**About this exercise**
Which of the lines below hold "facing"? Please return each one.

+ + +

//! Hook configuration table
//!
//! [`HookConfigTable`] is the validated, immutable form of all merged settings
//! sources. It is built once and shared read-only by the dispatcher; a reload
//! builds a new table instead of mutating this one.

use std::collections::BTreeMap;
use std::fmt;

use super::command_hook::HookCommand;
use super::events::EventKind;
use super::matcher::PatternMatcher;
use crate::error::{HookgateError, HookgateResult};

/// Matcher pattern plus the commands it guards
#[derive(Debug, Clone, PartialEq, Eq)]
pub struct HookEntry {
    matcher: PatternMatcher,
    pub commands: Vec<HookCommand>,
}

impl HookEntry {
    /// Create an entry. An empty pattern is treated as absent.
    pub fn new(pattern: Option<&str>, commands: Vec<HookCommand>) -> Self {
        let pattern = pattern.filter(|p| !p.is_empty());
        Self {
            matcher: PatternMatcher::compile(pattern),
            commands,
        }
    }

    /// Entry that applies to every subject
    pub fn unconditional(commands: Vec<HookCommand>) -> Self {
        Self::new(None, commands)
    }

    /// Entry guarded by `pattern`
    pub fn with_pattern(pattern: &str, commands: Vec<HookCommand>) -> Self {
        Self::new(Some(pattern), commands)
    }

    /// Configured pattern, `None` when the entry is unconditional
    pub fn pattern(&self) -> Option<&str> {
        self.matcher.pattern()
    }

    pub fn matcher(&self) -> &PatternMatcher {
        &self.matcher
    }

    /// Check whether this entry applies to `subject`
    pub fn matches(&self, subject: Option<&str>) -> bool {
        self.matcher.matches(subject)
    }
}

impl fmt::Display for HookEntry {
    fn fmt(&self, f: &mut fmt::Formatter<'_>) -> fmt::Result {
        match self.pattern() {
            Some(pattern) => write!(f, "Pattern: {}", pattern)?,
            None => write!(f, "Match all")?,
        }
        write!(f, ", Commands: {}", self.commands.len())
    }
}

/// Immutable mapping from event kind to its ordered hook entries
#[derive(Debug, Clone, Default, PartialEq, Eq)]
pub struct HookConfigTable {
    events: BTreeMap<EventKind, Vec<HookEntry>>,
}

impl HookConfigTable {
    /// Table with no hooks
    pub fn empty() -> Self {
        Self::default()
    }

    /// Start building a table by appending entries in merge order
    pub fn builder() -> HookConfigTableBuilder {
        HookConfigTableBuilder::default()
    }

    /// Build a table from one list per event kind
    ///
    /// Listing the same event kind twice is a programming error and fails.
    pub fn try_from_events<I>(events: I) -> HookgateResult<Self>
    where
        I: IntoIterator<Item = (EventKind, Vec<HookEntry>)>,
    {
        let mut table = BTreeMap::new();
        for (event, entries) in events {
            if table.insert(event, entries).is_some() {
                return Err(HookgateError::invariant(format!(
                    "duplicate event key '{}' in hook table",
                    event
                )));
            }
        }
        Ok(Self { events: table })
    }

    /// Entries for `event`, in merge order
    pub fn entries(&self, event: EventKind) -> &[HookEntry] {
        self.events.get(&event).map(Vec::as_slice).unwrap_or(&[])
    }

    /// Event kinds that have at least one entry
    pub fn events(&self) -> Vec<EventKind> {
        self.events
            .iter()
            .filter(|(_, entries)| !entries.is_empty())
            .map(|(event, _)| *event)
            .collect()
    }

    /// Commands whose entry matches `subject`, flattened in merge order
    pub fn matching_commands(&self, event: EventKind, subject: Option<&str>) -> Vec<&HookCommand> {
        self.entries(event)
            .iter()
            .filter(|entry| entry.matches(subject))
            .flat_map(|entry| entry.commands.iter())
            .collect()
    }

    /// Total number of configured commands across all events
    pub fn command_count(&self) -> usize {
        self.events
            .values()
            .flat_map(|entries| entries.iter())
            .map(|entry| entry.commands.len())
            .sum()
    }

    /// Check if any event has a command configured
    pub fn is_empty(&self) -> bool {
        self.command_count() == 0
    }
}

/// Accumulates entries per event, concatenating in the order they are added
#[derive(Debug, Default)]
pub struct HookConfigTableBuilder {
    events: BTreeMap<EventKind, Vec<HookEntry>>,
}

impl HookConfigTableBuilder {
    /// Append one entry after all entries already added for `event`
    pub fn push(&mut self, event: EventKind, entry: HookEntry) -> &mut Self {
        self.events.entry(event).or_default().push(entry);
        self
    }

    /// Append an entry, builder style
    pub fn entry(mut self, event: EventKind, entry: HookEntry) -> Self {
        self.push(event, entry);
        self
    }

    /// Rewrite every command, e.g. to fill in a default timeout
    pub fn for_each_command(&mut self, mut f: impl FnMut(&mut HookCommand)) -> &mut Self {
        self.events
            .values_mut()
            .flat_map(|entries| entries.iter_mut())
            .flat_map(|entry| entry.commands.iter_mut())
            .for_each(&mut f);
        self
    }

    pub fn build(self) -> HookConfigTable {
        HookConfigTable {
            events: self.events,
        }
    }
}

#[cfg(test)]
mod tests {
    use super::*;

    fn cmd(name: &str) -> HookCommand {
        HookCommand::new(format!("/hooks/{}", name))
    }

    #[test]
    fn test_entry_empty_pattern_is_unconditional() {
        let entry = HookEntry::new(Some(""), vec![cmd("a")]);
        assert_eq!(entry.pattern(), None);
        assert!(entry.matches(None));
        assert!(entry.matches(Some("Write")));
    }

    #[test]
    fn test_entry_display() {
        let entry = HookEntry::with_pattern("Write|Edit", vec![cmd("a"), cmd("b")]);
        assert_eq!(entry.to_string(), "Pattern: Write|Edit, Commands: 2");
        let entry = HookEntry::unconditional(vec![]);
        assert_eq!(entry.to_string(), "Match all, Commands: 0");
    }

    #[test]
    fn test_duplicate_event_key_is_invariant_violation() {
        let result = HookConfigTable::try_from_events(vec![
            (EventKind::PreAction, vec![HookEntry::unconditional(vec![cmd("a")])]),
            (EventKind::PreAction, vec![HookEntry::unconditional(vec![cmd("b")])]),
        ]);
        assert!(matches!(result, Err(HookgateError::Invariant(_))));
    }

    #[test]
    fn test_builder_concatenates_in_order() {
        let table = HookConfigTable::builder()
            .entry(EventKind::PreAction, HookEntry::with_pattern("Write", vec![cmd("global")]))
            .entry(EventKind::PreAction, HookEntry::unconditional(vec![cmd("project")]))
            .entry(EventKind::PreAction, HookEntry::with_pattern("Write", vec![cmd("local")]))
            .build();

        let names: Vec<_> = table
            .matching_commands(EventKind::PreAction, Some("Write"))
            .into_iter()
            .map(|c| c.command.clone())
            .collect();
        assert_eq!(names, vec!["/hooks/global", "/hooks/project", "/hooks/local"]);

        let names: Vec<_> = table
            .matching_commands(EventKind::PreAction, Some("Read"))
            .into_iter()
            .map(|c| c.command.clone())
            .collect();
        assert_eq!(names, vec!["/hooks/project"]);
    }

    #[test]
    fn test_introspection() {
        let table = HookConfigTable::try_from_events(vec![
            (EventKind::PromptSubmit, vec![HookEntry::unconditional(vec![cmd("a"), cmd("b")])]),
            (EventKind::PostAction, vec![]),
        ])
        .unwrap();
        assert_eq!(table.events(), vec![EventKind::PromptSubmit]);
        assert_eq!(table.command_count(), 2);
        assert!(!table.is_empty());
        assert!(table.entries(EventKind::PostAction).is_empty());
        assert!(table.entries(EventKind::PreAction).is_empty());
        assert!(HookConfigTable::empty().is_empty());
    }

    #[test]
    fn test_for_each_command() {
        let mut builder = HookConfigTable::builder();
        builder.push(EventKind::PreAction, HookEntry::unconditional(vec![cmd("a")]));
        builder.for_each_command(|c| c.timeout_secs = 7);
        let table = builder.build();
        assert_eq!(table.entries(EventKind::PreAction)[0].commands[0].timeout_secs, 7);
    }
}
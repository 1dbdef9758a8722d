//! src/staging.rs
//!
//! Cross-domain staging strategy.
//!
//! When a second memory domain (typically an accelerator) is the execution
//! target, each filled buffer is staged there with an asynchronous transfer,
//! and the worker waits on that specific transfer before publishing the
//! buffer - memory is consistent at publish time while the transfer engine
//! stays free to pipeline internally.
//!
//! The strategy is chosen once at pipeline setup rather than branched on
//! inside the worker loop: host-only deployments pass [`HostStaging`] and
//! pay nothing.

use anyhow::Result;

use crate::batch::BatchBuffer;

/// Identifies one in-flight transfer so the wait is local to that transfer,
/// not a global barrier.
#[derive(Debug, Clone, Copy, PartialEq, Eq)]
pub struct TransferTicket(pub u64);

/// Strategy for moving buffer contents into a second memory domain.
///
/// Implementations own the device-side resources (streams, per-slot
/// allocations) keyed by [`BatchBuffer::slot`] as needed. All three methods
/// are called from at most one thread at a time: `pretouch` from the thread
/// constructing the pool, before the worker starts; `transfer_async` and
/// `wait` from the worker thread only.
pub trait Staging<T>: Send + 'static {
    /// Eagerly touches the secondary domain for one buffer during pool
    /// construction, so the background worker is never the first to trigger
    /// a heavyweight allocation on a domain it does not own. Called once per
    /// buffer, from the initializing thread, before the worker is spawned.
    fn pretouch(&mut self, buffer: &mut BatchBuffer<T>) -> Result<()>;

    /// Begins an asynchronous transfer of the buffer's primary data to the
    /// secondary domain.
    fn transfer_async(&mut self, buffer: &mut BatchBuffer<T>) -> Result<TransferTicket>;

    /// Blocks until the given transfer has completed.
    fn wait(&mut self, ticket: TransferTicket) -> Result<()>;
}

/// No second memory domain: every operation is a no-op.
#[derive(Debug, Default, Clone, Copy)]
pub struct HostStaging;

impl HostStaging {
    pub fn new() -> Self {
        Self
    }
}

impl<T: Send + 'static> Staging<T> for HostStaging {
    fn pretouch(&mut self, _buffer: &mut BatchBuffer<T>) -> Result<()> {
        Ok(())
    }

    fn transfer_async(&mut self, _buffer: &mut BatchBuffer<T>) -> Result<TransferTicket> {
        Ok(TransferTicket(0))
    }

    fn wait(&mut self, _ticket: TransferTicket) -> Result<()> {
        Ok(())
    }
}
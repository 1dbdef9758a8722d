//! src/error.rs
//!
//! Error taxonomy for the prefetch pipeline.
//!
//! Worker-side failures never cross the queues directly: a fatal fill or
//! staging error terminates the worker, and the consumer discovers the stall
//! through its own diagnostic pop. [`PrefetchError::Starvation`] is the one
//! recoverable variant - callers may treat it as "pipeline not ready yet"
//! and retry.

use std::time::Duration;

/// Errors surfaced by the pipeline's public operations.
#[derive(Debug, thiserror::Error)]
pub enum PrefetchError {
    /// Pool construction or worker spawn failed; the pipeline never started.
    #[error("pipeline startup failed: {0:#}")]
    Startup(anyhow::Error),

    /// The fill callback or the staging transfer failed. Fatal to the worker:
    /// not retried, production stops.
    #[error("batch load failed: {0:#}")]
    Load(anyhow::Error),

    /// No prefetched batch became available within the diagnostic timeout.
    /// Recoverable - the pipeline may simply not have warmed up yet.
    #[error("{context} (no batch after {waited:?})")]
    Starvation {
        /// Operator-facing description of which handoff starved.
        context: String,
        /// How long the pop waited before giving up.
        waited: Duration,
    },

    /// The pipeline has been stopped and can no longer produce batches.
    #[error("prefetch pipeline is stopped")]
    Stopped,

    /// A handoff queue rejected a push. The capacity invariant (a handle is
    /// only pushed after being popped from the opposite queue) makes this
    /// unreachable unless buffer accounting is broken.
    #[error("buffer accounting violated: {0}")]
    Internal(&'static str),
}

impl PrefetchError {
    /// True for the recoverable "no batch ready yet" condition.
    pub fn is_starvation(&self) -> bool {
        matches!(self, PrefetchError::Starvation { .. })
    }
}
//! src/queue.rs
//!
//! Bounded handoff queue for buffer ownership transfer.
//!
//! Two of these queues ("free" and "full") are the only synchronization in
//! the pipeline: whichever side holds a buffer's handle may touch it, and
//! handles move between sides exclusively through these queues. Capacity is
//! bounded by the pool size, and a handle is only ever pushed after being
//! popped from the complementary queue, so pushes never block.
//!
//! Single producer, single consumer per queue: the worker pushes full
//! handles and pops free ones, the pipeline front does the reverse.

use crossbeam_channel::{bounded, Receiver, RecvTimeoutError, Sender, TrySendError};
use std::time::Duration;

use crate::cancel::CancelToken;
use crate::error::PrefetchError;

#[derive(Debug)]
pub(crate) struct BoundedHandoffQueue<T> {
    tx: Sender<T>,
    rx: Receiver<T>,
}

// Manual impl: Sender/Receiver clone without requiring T: Clone.
impl<T> Clone for BoundedHandoffQueue<T> {
    fn clone(&self) -> Self {
        Self {
            tx: self.tx.clone(),
            rx: self.rx.clone(),
        }
    }
}

impl<T> BoundedHandoffQueue<T> {
    pub(crate) fn new(capacity: usize) -> Self {
        let (tx, rx) = bounded(capacity);
        Self { tx, rx }
    }

    /// Hands a buffer to the other side. Never blocks: the capacity
    /// invariant guarantees a slot, so `Full` indicates broken accounting.
    pub(crate) fn push(&self, item: T) -> Result<(), PrefetchError> {
        match self.tx.try_send(item) {
            Ok(()) => Ok(()),
            Err(TrySendError::Full(_)) => {
                Err(PrefetchError::Internal("handoff queue over capacity"))
            }
            Err(TrySendError::Disconnected(_)) => Err(PrefetchError::Stopped),
        }
    }

    /// Blocking pop with a diagnostic deadline. Used on the consumer side so
    /// a stalled pipeline reports a clear starvation condition instead of
    /// hanging silently.
    pub(crate) fn pop_timeout(
        &self,
        timeout: Duration,
        context: &str,
    ) -> Result<T, PrefetchError> {
        match self.rx.recv_timeout(timeout) {
            Ok(item) => Ok(item),
            Err(RecvTimeoutError::Timeout) => Err(PrefetchError::Starvation {
                context: context.to_string(),
                waited: timeout,
            }),
            Err(RecvTimeoutError::Disconnected) => Err(PrefetchError::Stopped),
        }
    }

    /// Blocking pop that wakes on cancellation. The worker uses this for its
    /// free-queue wait; `None` means shutdown, never an error.
    pub(crate) fn pop_until_cancelled(
        &self,
        cancel: &CancelToken,
        poll: Duration,
    ) -> Option<T> {
        loop {
            if cancel.is_cancelled() {
                return None;
            }
            match self.rx.recv_timeout(poll) {
                Ok(item) => return Some(item),
                Err(RecvTimeoutError::Timeout) => continue,
                Err(RecvTimeoutError::Disconnected) => return None,
            }
        }
    }

    #[cfg(test)]
    pub(crate) fn len(&self) -> usize {
        self.rx.len()
    }
}
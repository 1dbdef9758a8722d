//! src/pipeline.rs
//!
//! The consumer-facing pipeline front.
//!
//! [`Pipeline::start`] builds the buffer pool (eagerly pretouching every
//! memory domain), spawns the background prefetch worker, and returns a
//! handle the surrounding compute loop calls once per step. Exactly two
//! threads of control touch the pool: the worker, and whichever thread
//! calls [`Pipeline::consume_next`] - the API takes `&mut self`, so there
//! is never more than one consumer at a time.

use anyhow::anyhow;

use crate::batch::StepOutput;
use crate::config::PipelineConfig;
use crate::error::PrefetchError;
use crate::pool::BufferPool;
use crate::staging::Staging;
use crate::worker::{BatchLoader, PrefetchWorker};

const FULL_QUEUE_CONTEXT: &str = "prefetch full queue empty";

/// A running prefetch pipeline.
///
/// Dropping the pipeline requests cancellation and joins the worker; call
/// [`stop`](Self::stop) instead when the shutdown outcome matters (it
/// reports any fatal worker error).
pub struct Pipeline<T> {
    pool: BufferPool<T>,
    worker: PrefetchWorker,
    output: StepOutput<T>,
    config: PipelineConfig,
    stopped: bool,
}

impl<T: Clone + Default + Send + 'static> Pipeline<T> {
    /// Initializes the pool and starts the background worker.
    ///
    /// Pool allocation and domain pretouch failures surface here as
    /// [`PrefetchError::Startup`]; the worker is never started in that case.
    pub fn start(
        config: PipelineConfig,
        loader: impl BatchLoader<T>,
        mut staging: impl Staging<T>,
    ) -> Result<Self, PrefetchError> {
        let pool = BufferPool::new(config.pool_size, config.output_arity, &mut staging)?;

        let worker = PrefetchWorker::spawn(
            pool.free().clone(),
            pool.full().clone(),
            Box::new(loader),
            Box::new(staging),
            config.worker_poll,
        )?;

        tracing::debug!(
            pool_size = config.pool_size,
            output_arity = config.output_arity,
            "prefetch pipeline started"
        );

        let output = StepOutput::new(config.output_arity);
        Ok(Self {
            pool,
            worker,
            output,
            config,
            stopped: false,
        })
    }

    /// Pops the next fully prepared batch, copies it into pipeline-owned
    /// output storage, returns the buffer to the free queue, and hands the
    /// copy to the caller.
    ///
    /// The returned reference is valid until the next `consume_next` call;
    /// clone what must outlive it. When `output_arity` is 0 only primary
    /// data is produced.
    ///
    /// # Errors
    /// - [`PrefetchError::Starvation`] if no batch arrives within the
    ///   configured timeout - recoverable, the pipeline may just be warming
    ///   up or mid-spike.
    /// - [`PrefetchError::Load`] if the worker died of a fill or staging
    ///   failure; production will not resume.
    /// - [`PrefetchError::Stopped`] after [`stop`](Self::stop).
    pub fn consume_next(&mut self) -> Result<&StepOutput<T>, PrefetchError> {
        if self.stopped {
            return Err(PrefetchError::Stopped);
        }

        let buffer = match self
            .pool
            .full()
            .pop_timeout(self.config.starvation_timeout, FULL_QUEUE_CONTEXT)
        {
            Ok(buffer) => buffer,
            Err(err) => {
                // A dead worker also presents as starvation; report the
                // root cause when one was recorded.
                if let Some(message) = self.worker.fault_message() {
                    return Err(PrefetchError::Load(anyhow!(message)));
                }
                if err.is_starvation() {
                    tracing::warn!(
                        timeout = ?self.config.starvation_timeout,
                        "consumer starved waiting for prefetched batch"
                    );
                }
                return Err(err);
            }
        };

        self.output.copy_from(&buffer);
        self.pool.free().push(buffer)?;
        Ok(&self.output)
    }

    /// Requests cooperative cancellation and waits for the worker to reach
    /// its terminal state. Idempotent: later calls (and the eventual drop)
    /// are no-ops.
    ///
    /// Returns [`PrefetchError::Load`] if the worker had already died of a
    /// fatal fill or staging error.
    pub fn stop(&mut self) -> Result<(), PrefetchError> {
        if self.stopped {
            return Ok(());
        }
        self.stopped = true;
        let outcome = self.worker.stop();
        tracing::debug!("prefetch pipeline stopped");
        outcome
    }
}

+ + +

**Finished exercise**
        /// Operator-facing description of which handoff starved.
//! The consumer-facing pipeline front.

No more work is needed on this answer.